● Task prompt: Only a number is expected: how many lines in the entries that follow contain the word "recipients"?

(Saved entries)
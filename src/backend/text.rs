//! Text backend: a hosted text-generation model returning `[{"generated_text": ...}]`.

use async_trait::async_trait;
use reqwest::Client;
use serde::{Deserialize, Serialize};
use std::time::Duration;

use crate::backend::{build_backend_http_client, map_http_error};
use crate::error::{BackendError, PipelineError};

/// Text backend client trait
#[async_trait]
pub trait TextBackend: Send + Sync {
    /// Generate text for a fully rendered prompt. Only non-empty text counts as success.
    async fn complete(&self, prompt: &str) -> Result<String, BackendError>;

    /// Backend name for logs
    fn name(&self) -> &str;
}

/// Sampling parameters sent alongside the prompt.
#[derive(Debug, Clone, PartialEq, Serialize, Deserialize)]
pub struct TextParameters {
    pub max_length: u32,
    pub temperature: f32,
    pub do_sample: bool,
}

impl Default for TextParameters {
    fn default() -> Self {
        Self {
            max_length: 1000,
            temperature: 0.7,
            do_sample: true,
        }
    }
}

#[derive(Serialize)]
struct TextGenerationRequest<'a> {
    inputs: &'a str,
    parameters: &'a TextParameters,
}

#[derive(Deserialize)]
struct GeneratedItem {
    #[serde(default)]
    generated_text: Option<String>,
}

/// HTTP text backend (Hugging Face inference API shape).
pub struct HttpTextBackend {
    client: Client,
    endpoint: String,
    api_token: String,
    parameters: TextParameters,
    timeout: Duration,
}

impl HttpTextBackend {
    pub fn new(
        endpoint: String,
        api_token: String,
        parameters: TextParameters,
        timeout: Duration,
    ) -> Result<Self, PipelineError> {
        let client = build_backend_http_client()?;
        Ok(Self {
            client,
            endpoint,
            api_token,
            parameters,
            timeout,
        })
    }

    pub fn endpoint(&self) -> &str {
        &self.endpoint
    }
}

#[async_trait]
impl TextBackend for HttpTextBackend {
    async fn complete(&self, prompt: &str) -> Result<String, BackendError> {
        let request = TextGenerationRequest {
            inputs: prompt,
            parameters: &self.parameters,
        };

        let response = self
            .client
            .post(&self.endpoint)
            .header("Authorization", format!("Bearer {}", self.api_token))
            .timeout(self.timeout)
            .json(&request)
            .send()
            .await
            .map_err(map_http_error)?;

        let status = response.status();
        if !status.is_success() {
            let body = response
                .text()
                .await
                .unwrap_or_else(|_| "Unknown error".to_string());
            return Err(BackendError::Status {
                status: status.as_u16(),
                body,
            });
        }

        let items: Vec<GeneratedItem> = response.json().await.map_err(|e| {
            BackendError::MalformedResponse(format!("Failed to parse response: {}", e))
        })?;

        items
            .into_iter()
            .next()
            .and_then(|item| item.generated_text)
            .filter(|text| !text.trim().is_empty())
            .ok_or_else(|| {
                BackendError::MalformedResponse("No generated_text in response".to_string())
            })
    }

    fn name(&self) -> &str {
        crate::backend::model_name(&self.endpoint)
    }
}
//! Configuration System
//!
//! Layered TOML configuration for backends, runs and delivery, with
//! `SHORTSMITH__SECTION__KEY` environment overrides and validation that reports
//! every problem at once. Credentials live outside the config files, in the
//! environment (optionally loaded from `.env`).

use crate::backend::TextParameters;
use crate::generation::ImagePolicy;
use crate::logging::LoggingConfig;
use crate::pipeline::{RunProfile, RunSettings};
use serde::{Deserialize, Serialize};
use std::path::PathBuf;
use std::time::Duration;

mod credentials;
mod facade;
mod merge;
mod sources;

pub use credentials::{
    load_dotenv, mask_secret, CredentialStatus, Credentials, HUGGING_FACE_TOKEN, RECIPIENT_EMAIL,
    RECIPIENT_EMAILS, SENDER_APP_PASSWORD, SENDER_EMAIL,
};
pub use facade::ConfigLoader;

pub const DEFAULT_TEXT_ENDPOINT: &str =
    "https://api-inference.huggingface.co/models/microsoft/DialoGPT-medium";

/// Hosted image models tried in rotation, in this order.
pub const DEFAULT_IMAGE_ENDPOINTS: &[&str] = &[
    "https://api-inference.huggingface.co/models/black-forest-labs/FLUX.1-schnell",
    "https://api-inference.huggingface.co/models/black-forest-labs/FLUX.1-dev",
    "https://api-inference.huggingface.co/models/runwayml/stable-diffusion-v1-5",
    "https://api-inference.huggingface.co/models/stabilityai/stable-diffusion-2-1",
    "https://api-inference.huggingface.co/models/CompVis/stable-diffusion-v1-4",
    "https://api-inference.huggingface.co/models/stabilityai/stable-diffusion-xl-base-1.0",
    "https://api-inference.huggingface.co/models/prompthero/openjourney-v4",
    "https://api-inference.huggingface.co/models/wavymulder/Analog-Diffusion",
    "https://api-inference.huggingface.co/models/nitrosocke/Ghibli-Diffusion",
    "https://api-inference.huggingface.co/models/hakurei/waifu-diffusion",
    "https://api-inference.huggingface.co/models/andite/anything-v4.0",
];

/// Root configuration structure
#[derive(Debug, Clone, Default, PartialEq, Serialize, Deserialize)]
pub struct ShortsmithConfig {
    #[serde(default)]
    pub text: TextConfig,

    #[serde(default)]
    pub images: ImageConfig,

    #[serde(default)]
    pub run: RunConfig,

    #[serde(default)]
    pub delivery: DeliveryConfig,

    #[serde(default)]
    pub logging: LoggingConfig,
}

/// Text backend settings
#[derive(Debug, Clone, PartialEq, Serialize, Deserialize)]
#[serde(default)]
pub struct TextConfig {
    /// When false, runs use the fallback script without calling the backend
    pub enabled: bool,
    pub endpoint: String,
    pub max_length: u32,
    pub temperature: f32,
    pub do_sample: bool,
    pub timeout_secs: u64,
}

impl Default for TextConfig {
    fn default() -> Self {
        let parameters = TextParameters::default();
        Self {
            enabled: true,
            endpoint: DEFAULT_TEXT_ENDPOINT.to_string(),
            max_length: parameters.max_length,
            temperature: parameters.temperature,
            do_sample: parameters.do_sample,
            timeout_secs: 60,
        }
    }
}

impl TextConfig {
    pub fn parameters(&self) -> TextParameters {
        TextParameters {
            max_length: self.max_length,
            temperature: self.temperature,
            do_sample: self.do_sample,
        }
    }

    pub fn timeout(&self) -> Duration {
        Duration::from_secs(self.timeout_secs)
    }
}

/// Image backend pool settings
#[derive(Debug, Clone, PartialEq, Eq, Serialize, Deserialize)]
#[serde(default)]
pub struct ImageConfig {
    /// Ordered pool; rotation starts at the first entry
    pub endpoints: Vec<String>,
    pub timeout_secs: u64,
    pub retry_delay_ms: u64,
    /// Responses must be strictly larger than this to count as images
    pub min_image_bytes: usize,
}

impl Default for ImageConfig {
    fn default() -> Self {
        let policy = ImagePolicy::default();
        Self {
            endpoints: DEFAULT_IMAGE_ENDPOINTS.iter().map(|e| e.to_string()).collect(),
            timeout_secs: policy.attempt_timeout.as_secs(),
            retry_delay_ms: policy.retry_delay.as_millis() as u64,
            min_image_bytes: policy.min_image_bytes,
        }
    }
}

impl ImageConfig {
    pub fn policy(&self) -> ImagePolicy {
        ImagePolicy {
            attempt_timeout: Duration::from_secs(self.timeout_secs),
            retry_delay: Duration::from_millis(self.retry_delay_ms),
            min_image_bytes: self.min_image_bytes,
        }
    }
}

/// Per-run settings
#[derive(Debug, Clone, PartialEq, Eq, Serialize, Deserialize)]
#[serde(default)]
pub struct RunConfig {
    /// Image cap for batch runs; unset means every prompt
    pub max_images: Option<usize>,
    pub interactive_max_images: usize,
    /// Replaces the profile's style suffix when set
    pub prompt_suffix: Option<String>,
    pub output_dir: PathBuf,
    /// Replaces the profile's pause between image prompts when set
    pub image_cooldown_ms: Option<u64>,
    /// Keep generated files after delivery
    pub keep_files: bool,
}

impl Default for RunConfig {
    fn default() -> Self {
        Self {
            max_images: None,
            interactive_max_images: crate::pipeline::INTERACTIVE_MAX_IMAGES,
            prompt_suffix: None,
            output_dir: PathBuf::from("generated"),
            image_cooldown_ms: None,
            keep_files: false,
        }
    }
}

impl RunConfig {
    /// Profile defaults with this configuration applied on top.
    pub fn settings(&self, profile: RunProfile) -> RunSettings {
        let mut settings = RunSettings::for_profile(profile, self.output_dir.clone());
        settings.max_images = match profile {
            RunProfile::Batch => self.max_images,
            RunProfile::Interactive => Some(self.interactive_max_images),
        };
        if let Some(suffix) = &self.prompt_suffix {
            settings.prompt_suffix = suffix.clone();
        }
        if let Some(ms) = self.image_cooldown_ms {
            settings.image_cooldown = Duration::from_millis(ms);
        }
        settings
    }
}

/// Delivery settings
#[derive(Debug, Clone, PartialEq, Eq, Serialize, Deserialize)]
#[serde(default)]
pub struct DeliveryConfig {
    /// Falls back to `SENDER_EMAIL`
    pub sender: Option<String>,
    /// Falls back to `RECIPIENT_EMAILS` / `RECIPIENT_EMAIL`
    pub recipients: Vec<String>,
    pub subject_prefix: String,
    /// Where bundles are written
    pub bundle_dir: PathBuf,
}

impl Default for DeliveryConfig {
    fn default() -> Self {
        Self {
            sender: None,
            recipients: Vec::new(),
            subject_prefix: "YouTube Shorts Content".to_string(),
            bundle_dir: PathBuf::from("bundles"),
        }
    }
}

/// Configuration validation errors
#[derive(Debug, Clone, PartialEq, Eq)]
pub enum ValidationError {
    Text(String),
    Images(String),
    Run(String),
    Delivery(String),
}

impl std::fmt::Display for ValidationError {
    fn fmt(&self, f: &mut std::fmt::Formatter<'_>) -> std::fmt::Result {
        match self {
            ValidationError::Text(msg) => write!(f, "text: {}", msg),
            ValidationError::Images(msg) => write!(f, "images: {}", msg),
            ValidationError::Run(msg) => write!(f, "run: {}", msg),
            ValidationError::Delivery(msg) => write!(f, "delivery: {}", msg),
        }
    }
}

impl std::error::Error for ValidationError {}

fn is_http_url(value: &str) -> bool {
    value.starts_with("http://") || value.starts_with("https://")
}

impl ShortsmithConfig {
    /// Validate the entire configuration, collecting every violation.
    pub fn validate(&self) -> Result<(), Vec<ValidationError>> {
        let mut errors = Vec::new();

        if self.text.enabled {
            if !is_http_url(&self.text.endpoint) {
                errors.push(ValidationError::Text(format!(
                    "endpoint '{}' is not an http(s) URL",
                    self.text.endpoint
                )));
            }
            if self.text.timeout_secs == 0 {
                errors.push(ValidationError::Text("timeout_secs must be positive".to_string()));
            }
        }

        if self.images.endpoints.is_empty() {
            errors.push(ValidationError::Images("Image backend pool is empty".to_string()));
        }
        for endpoint in &self.images.endpoints {
            if !is_http_url(endpoint) {
                errors.push(ValidationError::Images(format!(
                    "endpoint '{}' is not an http(s) URL",
                    endpoint
                )));
            }
        }
        if self.images.timeout_secs == 0 {
            errors.push(ValidationError::Images("timeout_secs must be positive".to_string()));
        }
        if self.images.min_image_bytes == 0 {
            errors.push(ValidationError::Images(
                "min_image_bytes must be positive".to_string(),
            ));
        }

        if self.run.max_images == Some(0) {
            errors.push(ValidationError::Run("max_images must be at least 1".to_string()));
        }
        if self.run.interactive_max_images == 0 {
            errors.push(ValidationError::Run(
                "interactive_max_images must be at least 1".to_string(),
            ));
        }
        if self.run.output_dir.as_os_str().is_empty() {
            errors.push(ValidationError::Run("output_dir cannot be empty".to_string()));
        }

        for recipient in &self.delivery.recipients {
            if !recipient.contains('@') {
                errors.push(ValidationError::Delivery(format!(
                    "recipient '{}' is not an email address",
                    recipient
                )));
            }
        }

        if errors.is_empty() {
            Ok(())
        } else {
            Err(errors)
        }
    }

    /// Validation result folded into a single configuration error.
    pub fn ensure_valid(&self) -> Result<(), crate::error::PipelineError> {
        self.validate().map_err(|errors| {
            let messages: Vec<String> = errors.iter().map(|e| e.to_string()).collect();
            crate::error::PipelineError::Config(format!(
                "Configuration validation failed:\n{}",
                messages.join("\n")
            ))
        })
    }
}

● Written answer: 3